Но когда в полной и окончательной победе государства уже никто не сомневался, появилась первая организация нового типа — крупное коммерческое предприятие. (Такое всегда случается, когда провозглашается «конец истории».) С этого момента новые организации начали появляться одна за другой. А старые организации, такие как европейские университеты, которые, казалось бы, благополучно существовали под контролем центральных правительств, возродили свою автономию. По иронии судьбы тоталитаризм, особенно коммунизм XX в., стал последней отчаянной попыткой сохранить старое, прежде прогрессивное кредо, в соответствии с которым должен существовать единый центр власти и только одна организация, а не множество конкурирующих и автономных организаций.
Как известно, эта попытка с треском провалилась. Но крах центральной власти никоим образом не решает проблем, проистекающих из плюралистического общества. Чтобы проиллюстрировать эту мысль, расскажу одну историю, которую очень многие слышали, а точнее, пропустили мимо ушей.
Всю свою жизнь Чарльз Уилсон был заметной фигурой в США, вначале его знали как президента и генерального директора General Motors, крупнейшего и преуспевающего производителя того времени, затем — в качестве министра обороны в администрации президента Эйзенхауэра. Но сегодня Уилсона вспоминают благодаря фразе, которой он не произносил: «Что хорошо для General Motors, то хорошо для Соединенных Штатов». На самом деле во время слушания перед его утверждением на пост министра обороны в 1955 г. он сказал: «Что хорошо для Соединенных Штатов, то хорошо для General Motors».

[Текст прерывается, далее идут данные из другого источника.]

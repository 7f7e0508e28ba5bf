//! # Domain Types
//!
//! Core domain types used throughout Mato POS.
//!
//! ## Type Hierarchy
//! ```text
//! ┌─────────────────────────────────────────────────────────────────────┐
//! │                         Domain Types                                │
//! │                                                                     │
//! │  ┌───────────────┐   ┌───────────────┐   ┌───────────────────┐     │
//! │  │    Product    │   │     Sale      │   │   CreditPayment   │     │
//! │  │  ───────────  │   │  ───────────  │   │  ───────────────  │     │
//! │  │  id (UUID)    │   │  id (UUID)    │   │  id (UUID)        │     │
//! │  │  name         │   │  lines[]      │   │  phone            │     │
//! │  │  price_cents  │   │  total_cents  │   │  amount_cents     │     │
//! │  │  cost_cents   │   │  profit_cents │   └───────────────────┘     │
//! │  │  qty_milli    │   │  tender       │                             │
//! │  │  unit         │   │  customer     │   ┌───────────────────┐     │
//! │  └───────────────┘   └───────────────┘   │ Customer/LogEntry │     │
//! │                                          └───────────────────┘     │
//! └─────────────────────────────────────────────────────────────────────┘
//! ```
//!
//! Money fields are integer cents, quantity fields integer milli-units;
//! the `Money`/`Quantity` accessors wrap them on demand (the raw i64
//! layout keeps the structs directly `FromRow`-able in mato-db).

use chrono::{DateTime, Utc};
use serde::{Deserialize, Serialize};

use crate::money::Money;
use crate::quantity::Quantity;

// =============================================================================
// Unit of Sale
// =============================================================================

/// How a product is measured at the register.
#[derive(Debug, Clone, Copy, PartialEq, Eq, Serialize, Deserialize)]
#[cfg_attr(feature = "sqlx", derive(sqlx::Type))]
#[cfg_attr(feature = "sqlx", sqlx(rename_all = "lowercase"))]
#[serde(rename_all = "lowercase")]
pub enum Unit {
    /// Sold by count; quantities are whole multiples of one.
    Piece,
    /// Sold by weight; fractional quantities down to the gram.
    Kg,
}

impl Default for Unit {
    fn default() -> Self {
        Unit::Piece
    }
}

// =============================================================================
// Tender Type
// =============================================================================

/// The payment rail a sale settled on.
#[derive(Debug, Clone, Copy, PartialEq, Eq, Serialize, Deserialize)]
#[cfg_attr(feature = "sqlx", derive(sqlx::Type))]
#[cfg_attr(feature = "sqlx", sqlx(rename_all = "lowercase"))]
#[serde(rename_all = "lowercase")]
pub enum TenderType {
    /// US dollars in the drawer.
    Cash,
    /// On the customer's credit account (requires a phone key).
    Credit,
    /// Somali Shillings, tracked separately and never converted.
    Shs,
}

// =============================================================================
// Product
// =============================================================================

/// A catalog product.
#[derive(Debug, Clone, Serialize, Deserialize)]
#[cfg_attr(feature = "sqlx", derive(sqlx::FromRow))]
pub struct Product {
    /// Unique identifier (UUID v4).
    pub id: String,

    /// Display name shown to the cashier.
    pub name: String,

    /// Unit price in cents.
    pub price_cents: i64,

    /// Unit cost in cents (for profit accounting).
    pub cost_cents: i64,

    /// Quantity on hand in milli-units.
    pub qty_milli: i64,

    /// Piece or weight item.
    pub unit: Unit,

    pub created_at: DateTime<Utc>,
    pub updated_at: DateTime<Utc>,
}

impl Product {
    #[inline]
    pub fn price(&self) -> Money {
        Money::from_cents(self.price_cents)
    }

    #[inline]
    pub fn cost(&self) -> Money {
        Money::from_cents(self.cost_cents)
    }

    #[inline]
    pub fn on_hand(&self) -> Quantity {
        Quantity::from_milli(self.qty_milli)
    }

    /// Stock worth at list price (qty × price).
    pub fn inventory_worth(&self) -> Money {
        self.price().mul_quantity(self.on_hand())
    }
}

// =============================================================================
// Sale
// =============================================================================

/// A line snapshot inside a completed sale.
///
/// Product details are copied at checkout so the sale history stays
/// intact when the catalog changes later.
#[derive(Debug, Clone, Serialize, Deserialize)]
pub struct SaleLine {
    pub product_id: String,
    /// Product name at time of sale (frozen).
    pub name: String,
    /// Unit price in cents at time of sale (possibly negotiated).
    pub price_cents: i64,
    /// Unit cost in cents at time of sale (frozen catalog fact).
    pub cost_cents: i64,
    /// Quantity sold in milli-units.
    pub quantity_milli: i64,
    pub unit: Unit,
}

impl SaleLine {
    #[inline]
    pub fn price(&self) -> Money {
        Money::from_cents(self.price_cents)
    }

    #[inline]
    pub fn quantity(&self) -> Quantity {
        Quantity::from_milli(self.quantity_milli)
    }

    /// Line revenue as displayed on statements (price × quantity).
    pub fn line_total(&self) -> Money {
        self.price().mul_quantity(self.quantity())
    }
}

/// An immutable record of a completed transaction.
///
/// A credit-type sale with an empty `lines` list is a manual credit
/// grant; its `note` carries the free-text message.
#[derive(Debug, Clone, Serialize, Deserialize)]
pub struct Sale {
    pub id: String,
    pub tender: TenderType,
    /// Charged total in cents (reconciled cart total, overrides included).
    pub total_cents: i64,
    /// Profit in cents ((price − cost) × qty over all lines).
    pub profit_cents: i64,
    /// Customer phone key; required for credit sales.
    pub customer: Option<String>,
    /// Somali Shillings tendered, for SHS sales only.
    pub shs_amount_cents: Option<i64>,
    /// Free-text note (manual credit grants).
    pub note: Option<String>,
    pub lines: Vec<SaleLine>,
    pub created_at: DateTime<Utc>,
}

impl Sale {
    #[inline]
    pub fn total(&self) -> Money {
        Money::from_cents(self.total_cents)
    }

    #[inline]
    pub fn profit(&self) -> Money {
        Money::from_cents(self.profit_cents)
    }

    /// Manual credit grants are stored as credit sales without lines.
    pub fn is_manual_credit(&self) -> bool {
        self.tender == TenderType::Credit && self.lines.is_empty()
    }
}

// =============================================================================
// Credit Payment
// =============================================================================

/// A payment received against a customer's credit balance.
#[derive(Debug, Clone, Serialize, Deserialize)]
#[cfg_attr(feature = "sqlx", derive(sqlx::FromRow))]
pub struct CreditPayment {
    pub id: String,
    pub phone: String,
    pub amount_cents: i64,
    pub created_at: DateTime<Utc>,
}

impl CreditPayment {
    #[inline]
    pub fn amount(&self) -> Money {
        Money::from_cents(self.amount_cents)
    }
}

// =============================================================================
// Customer
// =============================================================================

/// A directory entry mapping a phone key to an optional display name.
#[derive(Debug, Clone, Serialize, Deserialize)]
#[cfg_attr(feature = "sqlx", derive(sqlx::FromRow))]
pub struct Customer {
    pub id: String,
    pub phone: String,
    pub name: Option<String>,
    pub created_at: DateTime<Utc>,
}

impl Customer {
    /// "Name (phone)" when a name is known, else the bare phone.
    pub fn display_label(&self) -> String {
        match &self.name {
            Some(name) if !name.is_empty() => format!("{} ({})", name, self.phone),
            _ => self.phone.clone(),
        }
    }
}

// =============================================================================
// Logbook Entry
// =============================================================================

/// A free-text operations logbook entry (incidents, reversals, cash
/// differences, stock received, shortages).
#[derive(Debug, Clone, Serialize, Deserialize)]
#[cfg_attr(feature = "sqlx", derive(sqlx::FromRow))]
pub struct LogEntry {
    pub id: String,
    pub text: String,
    pub created_at: DateTime<Utc>,
}

// =============================================================================
// Unit Tests
// =============================================================================

#[cfg(test)]
mod tests {
    use super::*;

    fn sale(tender: TenderType, lines: Vec<SaleLine>) -> Sale {
        Sale {
            id: "s1".to_string(),
            tender,
            total_cents: 500,
            profit_cents: 100,
            customer: None,
            shs_amount_cents: None,
            note: None,
            lines,
            created_at: Utc::now(),
        }
    }

    #[test]
    fn test_manual_credit_detection() {
        assert!(sale(TenderType::Credit, vec![]).is_manual_credit());
        assert!(!sale(TenderType::Cash, vec![]).is_manual_credit());

        let line = SaleLine {
            product_id: "p1".to_string(),
            name: "Soap".to_string(),
            price_cents: 100,
            cost_cents: 60,
            quantity_milli: 1000,
            unit: Unit::Piece,
        };
        assert!(!sale(TenderType::Credit, vec![line]).is_manual_credit());
    }

    #[test]
    fn test_sale_line_total() {
        let line = SaleLine {
            product_id: "p1".to_string(),
            name: "Banana (kg)".to_string(),
            price_cents: 250,
            cost_cents: 180,
            quantity_milli: 1500,
            unit: Unit::Kg,
        };
        // $2.50 × 1.5 = $3.75
        assert_eq!(line.line_total().cents(), 375);
    }

    #[test]
    fn test_customer_display_label() {
        let mut customer = Customer {
            id: "c1".to_string(),
            phone: "612345".to_string(),
            name: Some("Amina".to_string()),
            created_at: Utc::now(),
        };
        assert_eq!(customer.display_label(), "Amina (612345)");

        customer.name = None;
        assert_eq!(customer.display_label(), "612345");
    }

    #[test]
    fn test_inventory_worth() {
        let product = Product {
            id: "p1".to_string(),
            name: "Raisins (kg)".to_string(),
            price_cents: 400,
            cost_cents: 300,
            qty_milli: 2500,
            unit: Unit::Kg,
            created_at: Utc::now(),
            updated_at: Utc::now(),
        };
        // 2.5 kg × $4.00 = $10.00
        assert_eq!(product.inventory_worth().cents(), 1000);
    }
}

Всю оставшуюся жизнь Уилсон старался внести ясность в этот вопрос, но его уже никто не слушал. Все рассуждали одинаково: «Если он и не сказал этого, то, безусловно, именно так и думал — да он просто не мог думать иначе». Ведь, как уже говорилось, руководитель любой организации — будь то коммерческое предприятие, университет или организация бойскаутов — должен свято верить, что ее миссия и задачи представляют наиболее важные миссии и задачи общества и фундамент для всего прочего. Если он в это не верит, его организация очень скоро утратит уверенность в себе, гордость и способность работать.

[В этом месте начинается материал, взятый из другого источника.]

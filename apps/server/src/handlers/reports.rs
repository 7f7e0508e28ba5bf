//! # Report Handlers
//!
//! Drawer reconciliation over a date window, plus the windowed sale
//! listing the cashier scrolls when something doesn't add up.
//!
//! The window defaults to the current UTC day; the frontend passes
//! explicit RFC 3339 bounds when the owner picks a date.

use axum::extract::{Query, State};
use axum::Json;
use chrono::{DateTime, Duration, Utc};
use serde::{Deserialize, Serialize};

use mato_core::{DrawerReport, Sale};

use crate::error::ApiResult;
use crate::state::AppState;

#[derive(Debug, Deserialize)]
pub struct WindowParams {
    pub from: Option<DateTime<Utc>>,
    pub to: Option<DateTime<Utc>>,
}

impl WindowParams {
    /// Resolves the window, defaulting to today (UTC midnight to
    /// midnight).
    fn resolve(&self) -> (DateTime<Utc>, DateTime<Utc>) {
        let start_of_today = Utc::now()
            .date_naive()
            .and_hms_opt(0, 0, 0)
            .expect("midnight is a valid time")
            .and_utc();
        let from = self.from.unwrap_or(start_of_today);
        let to = self.to.unwrap_or(from + Duration::days(1));
        (from, to)
    }
}

#[derive(Debug, Serialize)]
pub struct DrawerResponse {
    pub from: DateTime<Utc>,
    pub to: DateTime<Utc>,
    pub report: DrawerReport,
    /// Sales in the window, newest first.
    pub sales: Vec<Sale>,
}

/// GET /api/reports/drawer?from=&to=
pub async fn drawer_report(
    State(state): State<AppState>,
    Query(params): Query<WindowParams>,
) -> ApiResult<Json<DrawerResponse>> {
    let (from, to) = params.resolve();

    let sales = state.db.sales().list_between(from, to).await?;
    let payments = state.db.credits().list_between(from, to).await?;

    let report = DrawerReport::build(&sales, &payments);
    Ok(Json(DrawerResponse {
        from,
        to,
        report,
        sales,
    }))
}

// =============================================================================
// Unit Tests
// =============================================================================

#[cfg(test)]
mod tests {
    use super::*;
    use mato_core::TenderType;
    use mato_db::{Database, DbConfig, NewSale};

    #[tokio::test]
    async fn test_drawer_report_today() {
        let db = Database::new(DbConfig::in_memory()).await.unwrap();
        let state = AppState::new(db, None);

        state
            .db
            .sales()
            .checkout(NewSale {
                tender: TenderType::Cash,
                total_cents: 500,
                profit_cents: 120,
                customer: None,
                shs_amount_cents: None,
                note: None,
                lines: vec![],
            })
            .await
            .unwrap();
        state
            .db
            .credits()
            .insert_payment("612345", 200)
            .await
            .unwrap();

        let Json(response) = drawer_report(
            State(state),
            Query(WindowParams {
                from: None,
                to: None,
            }),
        )
        .await
        .unwrap();

        assert_eq!(response.sales.len(), 1);
        assert_eq!(response.report.cash_sales.cents(), 500);
        assert_eq!(response.report.credit_payments.cents(), 200);
        assert_eq!(response.report.expected_cash_drawer.cents(), 700);
        assert_eq!(response.report.profit.cents(), 120);
    }

    #[tokio::test]
    async fn test_window_excludes_outside_sales() {
        let db = Database::new(DbConfig::in_memory()).await.unwrap();
        let state = AppState::new(db, None);

        state
            .db
            .sales()
            .checkout(NewSale {
                tender: TenderType::Cash,
                total_cents: 500,
                profit_cents: 120,
                customer: None,
                shs_amount_cents: None,
                note: None,
                lines: vec![],
            })
            .await
            .unwrap();

        let yesterday = Utc::now() - Duration::days(1);
        let Json(response) = drawer_report(
            State(state),
            Query(WindowParams {
                from: Some(yesterday - Duration::hours(12)),
                to: Some(yesterday),
            }),
        )
        .await
        .unwrap();

        assert!(response.sales.is_empty());
        assert_eq!(response.report.expected_cash_drawer.cents(), 0);
    }
}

Характерные для развитого общества многообразие и разнородность, способствующие его укреплению, возможны только благодаря узкоспециализированным и нацеленным на решение одной конкретной задачи организациям, к которым мы постепенно пришли после промышленной революции, особенно за последние 50 лет. Но возможность работать эффективно им обеспечивает именно то, что они автономны и специализированы и руководствуются в своей деятельности только своими миссиями и видением, своими собственными ценностями, а не интересами общества или сообщества.

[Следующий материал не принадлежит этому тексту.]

//! # Sale Repository
//!
//! Database operations for completed sales, including the checkout
//! transaction.
//!
//! ## Checkout Atomicity
//! ```text
//! ┌─────────────────────────────────────────────────────────────────────────┐
//! │                     Checkout Transaction                                │
//! │                                                                         │
//! │  BEGIN                                                                  │
//! │    │                                                                    │
//! │    ├── INSERT sale row (lines frozen as JSON)                           │
//! │    │                                                                    │
//! │    ├── UPDATE products SET qty_milli = qty_milli - line.qty             │
//! │    │        (one per line; stock may go negative, that is a             │
//! │    │         bookkeeping fact, not an error)                            │
//! │    │                                                                    │
//! │    └── DELETE cart draft                                                │
//! │    │                                                                    │
//! │  COMMIT ── either the sale, the stock and the draft all move,           │
//! │            or none of them do                                           │
//! └─────────────────────────────────────────────────────────────────────────┘
//! ```
//!
//! ## The `lines` Column
//! Line snapshots are stored as a JSON array and decoded through the
//! typed [`SaleLine`] model on the way out. A row that doesn't decode is
//! a loud [`DbError::Decode`], never silently half-read.

use chrono::{DateTime, Utc};
use sqlx::SqlitePool;
use tracing::debug;
use uuid::Uuid;

use crate::error::{DbError, DbResult};
use mato_core::{Sale, SaleLine, TenderType};

// =============================================================================
// Row Mapping
// =============================================================================

/// Raw sale row; `lines` is the undecoded JSON column.
#[derive(Debug, sqlx::FromRow)]
struct SaleRow {
    id: String,
    tender: TenderType,
    total_cents: i64,
    profit_cents: i64,
    customer: Option<String>,
    shs_amount_cents: Option<i64>,
    note: Option<String>,
    lines: String,
    created_at: DateTime<Utc>,
}

impl SaleRow {
    fn into_sale(self) -> DbResult<Sale> {
        let lines: Vec<SaleLine> = serde_json::from_str(&self.lines)
            .map_err(|e| DbError::Decode(format!("sale {} lines: {}", self.id, e)))?;
        Ok(Sale {
            id: self.id,
            tender: self.tender,
            total_cents: self.total_cents,
            profit_cents: self.profit_cents,
            customer: self.customer,
            shs_amount_cents: self.shs_amount_cents,
            note: self.note,
            lines,
            created_at: self.created_at,
        })
    }
}

const SELECT_SALE: &str = r#"
    SELECT id, tender, total_cents, profit_cents, customer,
           shs_amount_cents, note, lines, created_at
    FROM sales
"#;

// =============================================================================
// Inputs
// =============================================================================

/// Fields accepted when recording a sale.
///
/// For manual credit grants, `lines` is empty and `note` carries the
/// free-text message.
#[derive(Debug, Clone)]
pub struct NewSale {
    pub tender: TenderType,
    pub total_cents: i64,
    pub profit_cents: i64,
    pub customer: Option<String>,
    pub shs_amount_cents: Option<i64>,
    pub note: Option<String>,
    pub lines: Vec<SaleLine>,
}

// =============================================================================
// Repository
// =============================================================================

/// Repository for sale database operations.
#[derive(Debug, Clone)]
pub struct SaleRepository {
    pool: SqlitePool,
}

impl SaleRepository {
    /// Creates a new SaleRepository.
    pub fn new(pool: SqlitePool) -> Self {
        SaleRepository { pool }
    }

    /// Records a checkout atomically: the sale row, the per-line stock
    /// decrements and the cart draft removal commit together.
    pub async fn checkout(&self, input: NewSale) -> DbResult<Sale> {
        let sale = Self::build(input);
        let lines_json = serde_json::to_string(&sale.lines)?;

        let mut tx = self.pool.begin().await?;

        sqlx::query(
            r#"
            INSERT INTO sales (id, tender, total_cents, profit_cents, customer,
                               shs_amount_cents, note, lines, created_at)
            VALUES (?1, ?2, ?3, ?4, ?5, ?6, ?7, ?8, ?9)
            "#,
        )
        .bind(&sale.id)
        .bind(sale.tender)
        .bind(sale.total_cents)
        .bind(sale.profit_cents)
        .bind(&sale.customer)
        .bind(sale.shs_amount_cents)
        .bind(&sale.note)
        .bind(&lines_json)
        .bind(sale.created_at)
        .execute(&mut *tx)
        .await?;

        for line in &sale.lines {
            sqlx::query(
                "UPDATE products SET qty_milli = qty_milli - ?2, updated_at = ?3 WHERE id = ?1",
            )
            .bind(&line.product_id)
            .bind(line.quantity_milli)
            .bind(sale.created_at)
            .execute(&mut *tx)
            .await?;
        }

        sqlx::query("DELETE FROM cart_drafts WHERE id = 'current'")
            .execute(&mut *tx)
            .await?;

        tx.commit().await?;

        debug!(id = %sale.id, tender = ?sale.tender, total = sale.total_cents, "Sale recorded");
        Ok(sale)
    }

    /// Records a manual credit grant (a credit sale without lines).
    /// No stock moves and the cart draft stays untouched.
    pub async fn insert_manual_credit(
        &self,
        phone: &str,
        amount_cents: i64,
        note: Option<String>,
    ) -> DbResult<Sale> {
        let sale = Self::build(NewSale {
            tender: TenderType::Credit,
            total_cents: amount_cents,
            profit_cents: 0,
            customer: Some(phone.to_string()),
            shs_amount_cents: None,
            note,
            lines: Vec::new(),
        });

        sqlx::query(
            r#"
            INSERT INTO sales (id, tender, total_cents, profit_cents, customer,
                               shs_amount_cents, note, lines, created_at)
            VALUES (?1, ?2, ?3, ?4, ?5, ?6, ?7, '[]', ?8)
            "#,
        )
        .bind(&sale.id)
        .bind(sale.tender)
        .bind(sale.total_cents)
        .bind(sale.profit_cents)
        .bind(&sale.customer)
        .bind(sale.shs_amount_cents)
        .bind(&sale.note)
        .bind(sale.created_at)
        .execute(&self.pool)
        .await?;

        debug!(id = %sale.id, phone = %phone, amount = amount_cents, "Manual credit recorded");
        Ok(sale)
    }

    fn build(input: NewSale) -> Sale {
        Sale {
            id: Uuid::new_v4().to_string(),
            tender: input.tender,
            total_cents: input.total_cents,
            profit_cents: input.profit_cents,
            customer: input.customer,
            shs_amount_cents: input.shs_amount_cents,
            note: input.note,
            lines: input.lines,
            created_at: Utc::now(),
        }
    }

    /// Gets a sale by its ID.
    pub async fn get_by_id(&self, id: &str) -> DbResult<Option<Sale>> {
        let row = sqlx::query_as::<_, SaleRow>(&format!("{} WHERE id = ?1", SELECT_SALE))
            .bind(id)
            .fetch_optional(&self.pool)
            .await?;

        row.map(SaleRow::into_sale).transpose()
    }

    /// Lists all credit sales, oldest first (the ledger aggregates
    /// over the full history).
    pub async fn list_credit(&self) -> DbResult<Vec<Sale>> {
        let rows = sqlx::query_as::<_, SaleRow>(&format!(
            "{} WHERE tender = 'credit' ORDER BY created_at",
            SELECT_SALE
        ))
        .fetch_all(&self.pool)
        .await?;

        rows.into_iter().map(SaleRow::into_sale).collect()
    }

    /// Lists sales inside a date window, newest first.
    pub async fn list_between(
        &self,
        from: DateTime<Utc>,
        to: DateTime<Utc>,
    ) -> DbResult<Vec<Sale>> {
        let rows = sqlx::query_as::<_, SaleRow>(&format!(
            "{} WHERE created_at >= ?1 AND created_at <= ?2 ORDER BY created_at DESC",
            SELECT_SALE
        ))
        .bind(from)
        .bind(to)
        .fetch_all(&self.pool)
        .await?;

        rows.into_iter().map(SaleRow::into_sale).collect()
    }
}

// =============================================================================
// Unit Tests
// =============================================================================

#[cfg(test)]
mod tests {
    use super::*;
    use crate::pool::{Database, DbConfig};
    use crate::repository::product::ProductInput;
    use mato_core::Unit;

    async fn test_db() -> Database {
        Database::new(DbConfig::in_memory()).await.unwrap()
    }

    fn line(product_id: &str, quantity_milli: i64) -> SaleLine {
        SaleLine {
            product_id: product_id.to_string(),
            name: "Banana (kg)".to_string(),
            price_cents: 250,
            cost_cents: 180,
            quantity_milli,
            unit: Unit::Kg,
        }
    }

    fn cash_sale(lines: Vec<SaleLine>) -> NewSale {
        NewSale {
            tender: TenderType::Cash,
            total_cents: 500,
            profit_cents: 140,
            customer: None,
            shs_amount_cents: None,
            note: None,
            lines,
        }
    }

    #[tokio::test]
    async fn test_checkout_round_trips_lines() {
        let db = test_db().await;

        let product = db
            .products()
            .insert(ProductInput {
                name: "Banana (kg)".to_string(),
                price_cents: 250,
                cost_cents: 180,
                qty_milli: 10_000,
                unit: Unit::Kg,
            })
            .await
            .unwrap();

        let sale = db
            .sales()
            .checkout(cash_sale(vec![line(&product.id, 2000)]))
            .await
            .unwrap();

        let fetched = db.sales().get_by_id(&sale.id).await.unwrap().unwrap();
        assert_eq!(fetched.total_cents, 500);
        assert_eq!(fetched.lines.len(), 1);
        assert_eq!(fetched.lines[0].quantity_milli, 2000);
        assert_eq!(fetched.lines[0].unit, Unit::Kg);
    }

    #[tokio::test]
    async fn test_checkout_decrements_stock() {
        let db = test_db().await;

        let product = db
            .products()
            .insert(ProductInput {
                name: "Banana (kg)".to_string(),
                price_cents: 250,
                cost_cents: 180,
                qty_milli: 10_000,
                unit: Unit::Kg,
            })
            .await
            .unwrap();

        db.sales()
            .checkout(cash_sale(vec![line(&product.id, 2500)]))
            .await
            .unwrap();

        let after = db.products().get_by_id(&product.id).await.unwrap().unwrap();
        assert_eq!(after.qty_milli, 7500);
    }

    #[tokio::test]
    async fn test_checkout_clears_draft() {
        let db = test_db().await;

        db.drafts().save(&mato_core::Cart::new()).await.unwrap();
        assert!(db.drafts().load().await.unwrap().is_some());

        db.sales().checkout(cash_sale(vec![])).await.unwrap();
        assert!(db.drafts().load().await.unwrap().is_none());
    }

    #[tokio::test]
    async fn test_manual_credit_has_no_lines_and_moves_no_stock() {
        let db = test_db().await;

        let product = db
            .products()
            .insert(ProductInput {
                name: "Soap".to_string(),
                price_cents: 100,
                cost_cents: 60,
                qty_milli: 5000,
                unit: Unit::Piece,
            })
            .await
            .unwrap();

        let grant = db
            .sales()
            .insert_manual_credit("612345", 300, Some("school fees".to_string()))
            .await
            .unwrap();
        assert!(grant.is_manual_credit());

        let fetched = db.sales().get_by_id(&grant.id).await.unwrap().unwrap();
        assert!(fetched.lines.is_empty());
        assert_eq!(fetched.note.as_deref(), Some("school fees"));

        let after = db.products().get_by_id(&product.id).await.unwrap().unwrap();
        assert_eq!(after.qty_milli, 5000);
    }

    #[tokio::test]
    async fn test_list_credit_skips_other_tenders() {
        let db = test_db().await;
        let sales = db.sales();

        sales.checkout(cash_sale(vec![])).await.unwrap();
        sales
            .insert_manual_credit("612345", 300, None)
            .await
            .unwrap();

        let credit = sales.list_credit().await.unwrap();
        assert_eq!(credit.len(), 1);
        assert_eq!(credit[0].tender, TenderType::Credit);
    }

    #[tokio::test]
    async fn test_list_between_filters_window() {
        let db = test_db().await;
        let sales = db.sales();

        sales.checkout(cash_sale(vec![])).await.unwrap();

        let now = Utc::now();
        let today = sales
            .list_between(now - chrono::Duration::hours(1), now + chrono::Duration::hours(1))
            .await
            .unwrap();
        assert_eq!(today.len(), 1);

        let yesterday = sales
            .list_between(
                now - chrono::Duration::hours(26),
                now - chrono::Duration::hours(25),
            )
            .await
            .unwrap();
        assert!(yesterday.is_empty());
    }
}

Следовательно, мы возвращаемся к старой и все еще не решенной проблеме плюралистического общества: кто ответствен за общее благо? Кто определяет, в чем оно состоит? Кто уравновешивает отдельные и часто конкурирующие между собой цели и ценности общественных институтов? Кто принимает компромиссные решения и на какой основе они возможны?
В свое время унитарное суверенное государство пришло на смену средневековому феодализму именно потому, что он не смог ответить на эти вопросы. Но теперь унитарное суверенное государство вытесняется новым плюрализмом — плюрализмом функции, а не политической власти, — поскольку оно не в состоянии ни удовлетворять потребности общества, ни выполнять основные задачи сообществ. Это в конечном счете самый фундаментальный урок, который можно вынести из краха социализма, краха веры во всеобъемлющее и всемогущее государство. Сегодня перед нами, особенно перед развитыми демократиями, сформировавшими свободный рынок, в том числе перед США, стоит очень серьезная задача — добиться плюрализма автономных и основанных на знаниях организаций, который будет способствовать как достижению экономической эффективности, так и политическому и социальному единству.
Впервые опубликовано в выпуске за сентябрь—октябрь 1992 г.